Cortney Harding – Medium via Koolinus

Abbiamo parlato altre volte del rischio di sovraccarico da informazioni: troppe pagine web da visitare, troppi post interessanti da leggere, troppa musica da ascoltare e troppo da vedere.
In realtà, il vero problema sembra più essere l’ansia che tutta quest’abbondanza genera in alcuni.

Il post citato qua sopra ipotizza che non sia poi un male il non vedere la fine del tunnel delle proprie code in Spotify o Netflix. Probabilmente non riusciremo mai a capire se tutto ciò che reputavamo degno del nostro tempo lo fosse veramente, e molti si rifugeranno nell’ascoltare sempre le stesse cose e rivedere i medesimi film o show tv all’infinito: una sorta di chiusura nel proprio guscio che dovrebbe proteggerci dal duplice rischio di sentirci fruitori inadeguati e di scoprire – magari tardi – che abbiamo dedicato il nostro prezioso e scarsissimo tempo libero a delle solenni ciofeche.

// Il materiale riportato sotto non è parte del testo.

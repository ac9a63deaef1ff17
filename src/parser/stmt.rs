use crate::{
    ast::{
        expressions::Variable,
        statements::{Block, Statement},
    },
    errors::errors::{Error, ErrorImpl},
    lexer::tokens::TokenKind,
};

use super::{expr::parse_expression, parser::Parser};

/// Statement --> ; | Block | Assignment | Conditional | Loop
pub fn parse_stmt(parser: &mut Parser) -> Result<Statement, Error> {
    match parser.current_token_kind() {
        TokenKind::Semicolon => {
            parser.advance();
            Ok(Statement::Skip)
        }
        TokenKind::OpenCurly => {
            parser.advance();
            let block = parse_statements(parser)?;
            parser.expect(TokenKind::CloseCurly)?;
            Ok(Statement::Block(block))
        }
        TokenKind::Identifier => parse_assignment(parser),
        TokenKind::If => parse_conditional(parser),
        TokenKind::While => parse_loop(parser),
        _ => {
            let token = parser.current_token();
            Err(Error::new(
                ErrorImpl::SyntaxError {
                    expected: String::from("Statement"),
                    found: token.value.clone(),
                },
                token.span.start.clone(),
            ))
        }
    }
}

/// Block --> { Statement }
///
/// The braces themselves are matched by the callers (program header and
/// the Block alternative of Statement), so this only collects members
/// until the closing brace.
pub fn parse_statements(parser: &mut Parser) -> Result<Block, Error> {
    let mut block = Block::new();

    while parser.current_token_kind() != TokenKind::CloseCurly
        && parser.current_token_kind() != TokenKind::EOF
    {
        block.members.push(parse_stmt(parser)?);
    }

    Ok(block)
}

/// Assignment --> Identifier = Expression ;
fn parse_assignment(parser: &mut Parser) -> Result<Statement, Error> {
    let target = Variable::new(parser.expect(TokenKind::Identifier)?.value);

    parser.expect(TokenKind::Assign)?;
    let source = parse_expression(parser)?;
    parser.expect(TokenKind::Semicolon)?;

    Ok(Statement::Assignment { target, source })
}

/// Conditional --> if ( Expression ) Statement [ else Statement ]
fn parse_conditional(parser: &mut Parser) -> Result<Statement, Error> {
    parser.expect(TokenKind::If)?;
    parser.expect(TokenKind::OpenParen)?;
    let test = parse_expression(parser)?;
    parser.expect(TokenKind::CloseParen)?;

    let then_branch = parse_stmt(parser)?;

    // A missing else clause becomes a Skip branch.
    let else_branch = if parser.current_token_kind() == TokenKind::Else {
        parser.advance();
        parse_stmt(parser)?
    } else {
        Statement::Skip
    };

    Ok(Statement::Conditional {
        test,
        then_branch: Box::new(then_branch),
        else_branch: Box::new(else_branch),
    })
}

/// Loop --> while ( Expression ) Statement
fn parse_loop(parser: &mut Parser) -> Result<Statement, Error> {
    parser.expect(TokenKind::While)?;
    parser.expect(TokenKind::OpenParen)?;
    let test = parse_expression(parser)?;
    parser.expect(TokenKind::CloseParen)?;

    let body = parse_stmt(parser)?;

    Ok(Statement::Loop {
        test,
        body: Box::new(body),
    })
}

Ma nemmeno questo – è la tesi dell’autrice – è del tutto negativo: non solo molte opere degne di essere lette/ascoltate/viste hanno trovato la via del pubblico solo grazie a quest’abbondanza mai registratasi prima, ma ciò ha fatto sì che le vere schifezze, presenti ora come in ogni tempo del passato (da non idealizzare in quanto passato, mai), oggi abbiano più probabilità di passare inosservate, annegate in mezzo a tanto ottimo materiale.